Transplantation of organs or tissues is a widely accepted therapy to treat patients with damaged organs or tissues as a result of an accident, trauma, cancer or disease. However, autologous transplantation is limited because of donor site morbidity and infection or pain to patients because of secondary surgery. Alternative tissue sources that have origins from other humans remain problematic mainly due to immunogenic responses by the patients upon implantation and a shortage of donor organs. Each year, millions of people die still due to shortage of organs to transplantation. Tissue engineering, which applies methods from engineering and life sciences to create artificial constructs to direct tissue regeneration, has attracted many scientists, surgeons with hope to treat patients in a minimally invasive and less painful way.

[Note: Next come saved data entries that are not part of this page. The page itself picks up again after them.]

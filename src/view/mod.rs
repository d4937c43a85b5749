//! View module - renders the model into a ratatui frame
//!
//! Rendering only reads the model. The screen is laid out as:
//!
//! ```text
//! row 0           tab strip
//! rows 1..        file browser | code area (panes)
//!                              | terminal panel
//! rows-5          separator
//! rows-4          mode prompt
//! rows-3          status message
//! rows-2          region hints
//! rows-1          region / mode / cursor bar
//! ```

mod dialogs;
pub mod helpers;
mod panels;
mod panes;

use ratatui::buffer::Buffer;
use ratatui::layout::Rect;
use ratatui::style::{Modifier, Style};
use ratatui::text::{Line, Span};
use ratatui::widgets::{Paragraph, Widget};
use ratatui::Frame;

use crate::input::regions::handler_for;
use crate::model::{AppModel, Mode, Region, CHROME_ROWS};

use helpers::{tab_display_name, term_color, truncate};

/// Rows below the middle band
const BOTTOM_ROWS: u16 = CHROME_ROWS as u16 - 1;

/// Draw the whole editor
pub fn render(frame: &mut Frame, model: &AppModel) {
    let screen = frame.area();
    let cursor = render_to_buffer(frame.buffer_mut(), model, screen);
    if let Some(position) = cursor {
        frame.set_cursor_position(position);
    }
}

/// Draw into `buf`, returning where the terminal cursor belongs
pub fn render_to_buffer(buf: &mut Buffer, model: &AppModel, screen: Rect) -> Option<(u16, u16)> {
    if screen.height <= BOTTOM_ROWS + 1 || screen.width < 10 {
        buf.set_stringn(screen.x, screen.y, "Terminal too small", screen.width as usize, Style::default());
        return None;
    }

    let band = Rect::new(0, 1, screen.width, screen.height - BOTTOM_ROWS - 1);
    let (code_width, code_height) = model.code_area_size();
    let (code_x, code_y) = model.code_area_origin();
    let code_area = Rect::new(code_x as u16, code_y as u16, code_width as u16, code_height as u16)
        .intersection(band);

    render_tabs(buf, model, Rect::new(0, 0, screen.width, 1));

    if model.file_browser.visible {
        let width = (model.file_browser.width as u16 + 1).min(screen.width);
        panels::render_file_browser(buf, model, Rect::new(0, band.y, width, band.height));
    }

    let mut cursor = panes::render_code_area(buf, model, code_area);

    if model.terminal.visible {
        let height = model.terminal.effective_height(screen.height as usize) as u16;
        let area = Rect::new(code_area.x, code_area.bottom(), code_area.width, height).intersection(band);
        let terminal_cursor = panels::render_terminal(buf, model, area);
        cursor = cursor.or(terminal_cursor);
    }

    if model.git_panel.visible {
        panels::render_git_panel(buf, model, code_area);
        if model.regions.current() == Region::GitPanel {
            cursor = None;
        }
    }

    let bottom = Rect::new(0, screen.height - BOTTOM_ROWS, screen.width, BOTTOM_ROWS);
    if let Some(prompt_cursor) = render_bottom(buf, model, bottom) {
        cursor = Some(prompt_cursor);
    }

    if model.ui.dialogs.any_open() {
        cursor = dialogs::render_dialog(buf, model, screen);
    }
    cursor
}

fn render_tabs(buf: &mut Buffer, model: &AppModel, area: Rect) {
    let bar = Style::default()
        .bg(term_color(model.theme.status_bar.background))
        .fg(term_color(model.theme.status_bar.foreground));
    buf.set_style(area, bar);

    let count = model.documents.document_count();
    let current = model.documents.current_index();
    let focused = model.regions.current() == Region::TabArea;
    let labels: Vec<String> = (0..count)
        .map(|i| format!(" {} ", tab_display_name(model, i)))
        .collect();

    // Scroll the strip so the current tab is visible
    let mut first = current.min(count.saturating_sub(1));
    let mut used = labels.get(first).map_or(0, |l| l.chars().count() + 1);
    while first > 0 && used + labels[first - 1].chars().count() + 1 <= area.width as usize {
        first -= 1;
        used += labels[first].chars().count() + 1;
    }

    let active = bar
        .bg(term_color(model.theme.editor.background))
        .fg(term_color(model.theme.editor.foreground))
        .add_modifier(Modifier::BOLD);
    let spans: Vec<Span> = labels
        .into_iter()
        .enumerate()
        .skip(first)
        .flat_map(|(i, label)| {
            let style = if i == current && focused {
                active.add_modifier(Modifier::UNDERLINED)
            } else if i == current {
                active
            } else {
                bar
            };
            [Span::styled(label, style), Span::styled("│", bar)]
        })
        .collect();
    Paragraph::new(Line::from(spans)).render(area, buf);
}

/// Separator, prompt, status, hints and the region bar. Returns the prompt
/// cursor while a text-entry mode is active.
fn render_bottom(buf: &mut Buffer, model: &AppModel, area: Rect) -> Option<(u16, u16)> {
    let width = area.width as usize;
    let plain = Style::default()
        .bg(term_color(model.theme.editor.background))
        .fg(term_color(model.theme.editor.foreground));
    let bar = Style::default()
        .bg(term_color(model.theme.status_bar.background))
        .fg(term_color(model.theme.status_bar.foreground));
    let dim = plain.add_modifier(Modifier::DIM);
    buf.set_style(area, plain);

    buf.set_stringn(area.x, area.y, "─".repeat(width), width, dim);

    let prompt = model.mode.prompt();
    if let Some(prompt) = &prompt {
        buf.set_stringn(area.x, area.y + 1, prompt, width, plain.add_modifier(Modifier::BOLD));
    }

    buf.set_stringn(area.x, area.y + 2, truncate(&model.ui.status_message, width), width, plain);

    let hints = handler_for(model.regions.current())
        .supported_actions()
        .join(" | ");
    buf.set_stringn(area.x, area.y + 3, truncate(&hints, width), width, dim);

    let bar_row = Rect::new(area.x, area.y + 4, area.width, 1);
    buf.set_style(bar_row, bar);
    buf.set_stringn(area.x, bar_row.y, truncate(&region_bar(model), width), width, bar);

    let prompt = prompt.filter(|_| model.mode.current() != Mode::Normal)?;
    let x = prompt.chars().count();
    (x < width).then_some((area.x + x as u16, area.y + 1))
}

/// `Region: Code Area | Mode: NORMAL | Ln 3, Col 7 | main.rs*`
fn region_bar(model: &AppModel) -> String {
    let mut parts = vec![
        format!("Region: {}", model.regions.region_name()),
        format!("Mode: {}", model.mode.current().name()),
    ];
    if let Some(slot) = model.current() {
        let (row, col) = slot.editor.position();
        parts.push(format!("Ln {}, Col {}", row + 1, col + 1));
        parts.push(tab_display_name(model, model.documents.current_index()));
    }
    if model.split_view.has_splits() {
        let active = model.split_view.active_index().unwrap_or(0);
        parts.push(format!(
            "Split {}/{}",
            active + 1,
            model.split_view.regions().len()
        ));
    }
    parts.join(" | ")
}

#[cfg(test)]
mod tests {
    use super::*;
    use crate::config::EditorConfig;
    use crate::model::Document;

    fn row_text(buf: &Buffer, y: u16) -> String {
        (0..buf.area.width)
            .map(|x| buf[(x, y)].symbol().to_string())
            .collect::<String>()
    }

    #[test]
    fn test_region_bar() {
        let mut model = AppModel::with_config(EditorConfig::default(), 80, 24);
        model.documents.current_mut().unwrap().document = Document::with_text("ab\ncd");
        model.documents.current_mut().unwrap().editor.cursor.row = 1;
        assert_eq!(
            region_bar(&model),
            "Region: Code Area | Mode: NORMAL | Ln 2, Col 1 | Untitled"
        );
    }

    #[test]
    fn test_code_and_gutter_rows() {
        let mut model = AppModel::with_config(EditorConfig::default(), 40, 12);
        model.documents.current_mut().unwrap().document = Document::with_text("hello\nworld");
        model.sync_layout();
        let area = Rect::new(0, 0, 40, 12);
        let mut buf = Buffer::empty(area);
        let cursor = render_to_buffer(&mut buf, &model, area);

        assert!(row_text(&buf, 0).contains("Untitled"));
        assert!(row_text(&buf, 1).starts_with("  1 hello"));
        assert!(row_text(&buf, 2).starts_with("  2 world"));
        assert!(row_text(&buf, 11).starts_with("Region: Code Area"));
        assert_eq!(cursor, Some((4, 1)));
    }

    #[test]
    fn test_too_small() {
        let model = AppModel::with_config(EditorConfig::default(), 20, 4);
        let area = Rect::new(0, 0, 20, 4);
        let mut buf = Buffer::empty(area);
        assert_eq!(render_to_buffer(&mut buf, &model, area), None);
        assert!(row_text(&buf, 0).starts_with("Terminal too small"));
    }
}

The aim of tissue engineering, with an interdisciplinary approach, is to break through the barriers which have limited the performance and application of artificial biomaterials over past decades. The research examinations lead to develop, design and synthesize novel multi-component structures, using biocompatible and biodegradable natural/synthetic polymers with/without bioactive molecules that may be used as efficient scaffolds for engineering tissue. For this ambitious purpose mainly collagen, poly(lactic-coglycolic acid) (PLGA), cellulose and glycosaminoglycans (GAG) such as hyaluronic acid (HA) and chondroitin sulfate (CS), which have different physicochemical properties and degrade at different rates in human body have been used. The components of scaffolds are cross-linked/grafted by chemical, physical, and radiation methods. These scaffolds mimic closely the molecular and structural properties of native extracellular matrix (ECM). This review focuses on the progress in using some of the scaffolds for the specific regeneration of tissues. Among it, an advanced tissue engineering of collagen based materials for therapeutic treatment of injuries to central and peripheral nervous systems is presented

SOME ASPECTS OF TISSUE ENGINEERING

Tissue engineering applies scientific principles to the development, design, and construction of biological substitutes that restore, maintain, and improve natural tissue or organ function (Morrison, 2009). Its scientific input is derived from materials science, cell biology, physics, chemistry, and importantly, from clinical research. Restoration of the normal tissue structure and function occurs through the production of new tissue with replicates exactly that which has been lost as a result of degenerative disease, cancer, an accident or trauma. The restorative process depends on a balanced combination of cell culture growth with biomaterial/scaffold to support it and with bioactive

agents to enhance and direct it (Jagur-Grodzinski, 2006). There are several approaches to creating tissue constructs. A well known one is to isolate specific cells through a small biopsy from the patient, to grow them on a three dimensional (3D) biomimetic scaffold, under precisely controlled culture conditions and to deliver the construct to the appropriate site in the patient’s body, and to direct new tissue formation into the scaffold that would itself disappear, in due course, through biodegradation.